New York (CNN) -- On a chilly Saturday afternoon, a man with all the time in the world stands outside the bus he calls home.
While he takes in a view of the Brooklyn Bridge, Bob Votruba boasts he lives on 84 square feet of pure luxury.
"It's a cherished spot for me," he says, "something that is a little sacred."
Votruba, 58, a retired father of three, is in the middle of a 10-year journey to spread kindness across the country. So far he's logged almost 60,000 miles on a school bus he bought and has lived in for four years. His Boston terrier, Bogart, keeps him company.
The bus advertises his mission in giant letters painted on one side, "One Million Acts of Kindness." It's a goal, he says, a person under 30 can realistically meet if he or she makes it a point to be kind to someone every day.
"It's a constant reminder that I have chosen this path to be as kind as I can in every possible way," he says.
The impact of Virginia Tech shootings
Votruba says he felt compelled to champion kindness after learning a gunman had killed 32 people on April 16, 2007, at Virginia Tech.
He had begun a period of introspection, realizing he wasn't satisfied with his lifestyle, which he considered "cushy." His construction business had become just a job, and he felt unfulfilled with the direction of his life, especially with his kids headed off to college.
"It seemed like there was a higher meaning in going forward with life," he says. "That's when Virginia Tech happened."
Votruba drove to Virginia Tech the week of the shootings and talked to people about their experiences dealing with the tragedy. It wasn't just one conversation that affected him but the range of emotions he saw that week, which, he says, motivated him to change his life.
He returned to his home near Cleveland, and the single father told his children that he planned to sell all his belongings and drive to university campuses across the country to talk about kindness. Daughter Lizzie, 23, says she and her siblings were taken aback but not surprised. They always said Dad was kind.
"It was a different step than most people take in their life," his 25-year-old son, Peter, says. "I was proud that he left and he was going to do something he felt was right and needed to do."
April 16 -- the date is as familiar to Bob Votruba as it is to anyone the Virginia Tech shootings personally affected.
Meeting recently with the Chamber of Commerce in Chesterland, Ohio, he told the group what that day meant, but Votruba says he was saddened to see a crowd of blank faces.
"That's how these events end up being lost in the public memory," he says. "The Boston bombings (were) on April 15, and there was so much coverage on April 16, April 17 and April 18. Here was an event that was so big six years ago that hardly got a mention."
Votruba says we live in a "Post-it note" society, where people need constant reminders to love and care for one another.
He sets at least four alarms each day to remind him to think about others and what he can do to spread kindness. Small gestures can help folks get into the habit of being kind, he says.

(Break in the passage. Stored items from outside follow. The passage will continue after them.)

//! Dashboard configuration.
//!
//! Supports YAML configuration with precedence: ENV > file > defaults.

use std::path::{Path, PathBuf};

use serde::{Deserialize, Serialize};

use crate::error::{Error, Result};

/// Event bus and gesture queue bounds.
#[derive(Debug, Clone, PartialEq, Eq, Serialize, Deserialize)]
pub struct BusConfig {
    /// Deepest nested publish the bus accepts.
    #[serde(default = "default_max_dispatch_depth")]
    pub max_dispatch_depth: usize,

    /// Gestures the coordinator drains per turn before giving up.
    #[serde(default = "default_max_gestures_per_turn")]
    pub max_gestures_per_turn: usize,
}

fn default_max_dispatch_depth() -> usize {
    crate::bus::DEFAULT_MAX_DISPATCH_DEPTH
}
fn default_max_gestures_per_turn() -> usize {
    64
}

impl Default for BusConfig {
    fn default() -> Self {
        Self {
            max_dispatch_depth: default_max_dispatch_depth(),
            max_gestures_per_turn: default_max_gestures_per_turn(),
        }
    }
}

/// View-level thresholds.
#[derive(Debug, Clone, PartialEq, Serialize, Deserialize)]
pub struct FilterConfig {
    /// |r| above which a correlation cell is marked strong.
    #[serde(default = "default_strong_correlation")]
    pub strong_correlation: f64,
}

fn default_strong_correlation() -> f64 {
    crate::correlation::STRONG_CORRELATION
}

impl Default for FilterConfig {
    fn default() -> Self {
        Self {
            strong_correlation: default_strong_correlation(),
        }
    }
}

/// Main configuration structure.
#[derive(Debug, Clone, PartialEq, Serialize, Deserialize)]
pub struct DashboardConfig {
    /// Configuration version.
    #[serde(default = "default_version")]
    pub version: u32,

    /// Bus bounds.
    #[serde(default)]
    pub bus: BusConfig,

    /// View thresholds.
    #[serde(default)]
    pub filters: FilterConfig,

    /// Debug logging.
    #[serde(default)]
    pub debug: bool,
}

fn default_version() -> u32 {
    1
}

impl Default for DashboardConfig {
    fn default() -> Self {
        Self {
            version: default_version(),
            bus: BusConfig::default(),
            filters: FilterConfig::default(),
            debug: false,
        }
    }
}

impl DashboardConfig {
    /// Creates a new configuration with default values.
    #[must_use]
    pub fn new() -> Self {
        Self::default()
    }

    /// `<config_dir>/wellbeing-viz/config.yaml`, if the platform has a config dir.
    #[must_use]
    pub fn default_path() -> Option<PathBuf> {
        dirs::config_dir().map(|p| p.join("wellbeing-viz").join("config.yaml"))
    }

    /// Loads configuration from a YAML file.
    ///
    /// # Errors
    ///
    /// Returns an error if the file cannot be read, parsed or validated.
    pub fn load(path: impl AsRef<Path>) -> Result<Self> {
        let path = path.as_ref();

        let content = std::fs::read_to_string(path)
            .map_err(|_| Error::ConfigNotFound(path.display().to_string()))?;

        Self::parse(&content)
    }

    /// Parses and validates configuration from a YAML string.
    ///
    /// # Errors
    ///
    /// Returns an error with line number if parsing fails.
    pub fn parse(yaml: &str) -> Result<Self> {
        let config: Self = serde_yaml_ng::from_str(yaml).map_err(|e| {
            let line = e.location().map_or(0, |l| l.line());
            Error::ConfigParse {
                line,
                message: e.to_string(),
            }
        })?;
        config.validate()?;
        Ok(config)
    }

    /// Loads configuration with fallback to defaults.
    #[must_use]
    pub fn load_or_default(path: impl AsRef<Path>) -> Self {
        Self::load(path).unwrap_or_default()
    }

    /// Rejects values the engine cannot run with.
    ///
    /// # Errors
    ///
    /// Returns [`Error::ConfigInvalid`] naming the offending key.
    pub fn validate(&self) -> Result<()> {
        if self.bus.max_dispatch_depth == 0 {
            return Err(Error::ConfigInvalid {
                key: "bus.max_dispatch_depth".to_string(),
                message: "must be at least 1".to_string(),
            });
        }
        if self.bus.max_gestures_per_turn == 0 {
            return Err(Error::ConfigInvalid {
                key: "bus.max_gestures_per_turn".to_string(),
                message: "must be at least 1".to_string(),
            });
        }
        let t = self.filters.strong_correlation;
        if !(t > 0.0 && t <= 1.0) {
            return Err(Error::ConfigInvalid {
                key: "filters.strong_correlation".to_string(),
                message: format!("{t} is outside (0, 1]"),
            });
        }
        Ok(())
    }

    /// Debug switch after applying the environment override.
    #[must_use]
    pub fn debug_enabled(&self) -> bool {
        crate::debug::env_requested() || self.debug
    }

    /// Turns debug logging on if requested by file or environment.
    pub fn apply_logging(&self) {
        if self.debug_enabled() {
            crate::debug::enable();
            crate::info!("config", "debug logging enabled (config v{})", self.version);
        }
    }
}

"If you want to say a prayer, or a moment of silence," he says, that's what you should do. "Whatever you need to do to honor someone."
On the road
Votruba made good on his vow to sell his home and belongings, taking an early retirement to embark on his journey of kindness. He funds it with his savings and retirement checks but also accepts small donations.
"It's all a buck here, 20 bucks there, that sort of thing," he says.
He drives to places where the weather is nice, visiting elementary schools and senior centers to drop off fliers announcing his mission. Those organizations will call him up (sometimes up to a year later) and ask him to come give a talk.
A couple of years ago, he added a bike to his travels and has ridden it nearly 18,000 miles to spark up conversations with the people he encounters about issues such as domestic violence and child abuse.
He placed two stickers on the back of his bike telling people what they should do: "Be a man. Don't raise a hand. Stop domestic violence," and "Stop childhood sexual abuse now." By the handlebars, a big black-and-white sign reads: "Boys should never hit girls," a message to which the children respond.
"These are issues as I'm driving across the country I'm hearing so much," he says. "I'm having firsthand conversations with people losing loved ones because of suicide. I've had adults break down and cry 30 to 40 years later because of something that happened in high school."
Votruba likes to hand out "kindness certificates," so people can frame a visual reminder of the mission of his trip.
Wake up and smile. Hold the door for someone. Let everybody go through traffic. These are the things Votruba says he does when he's on the road and recommends for others.
A living memorial
On this trip to Brooklyn, a dozen people from places as far away as Australia stopped by his bus to read the messages people left behind.
"There is a sense of wonder that turns him into a joy," says Sister Claire Young, who lives in Vero Beach, Florida. "You come outside and say hello to him, and he's just so thrilled to see you. What can be better?"
There is no heat inside Votruba's bus -- or air conditioning for that matter -- but the walls are filled with more than 400 messages, written by children and adults who stop by and chat.
It's a living memorial, he says, of the people who took the time to write on it. But it also speaks to the future, when days are long and he needs a reminder to keep going.
He likes the simplicity of one note that a 3-year-old left with the help of his mother: "Just be nice."
And the wisdom of a 92-year-old man who was married for 60 years: "Tell your love, you love her every day."
Even on a cold day, Votruba says, "it warms the soul."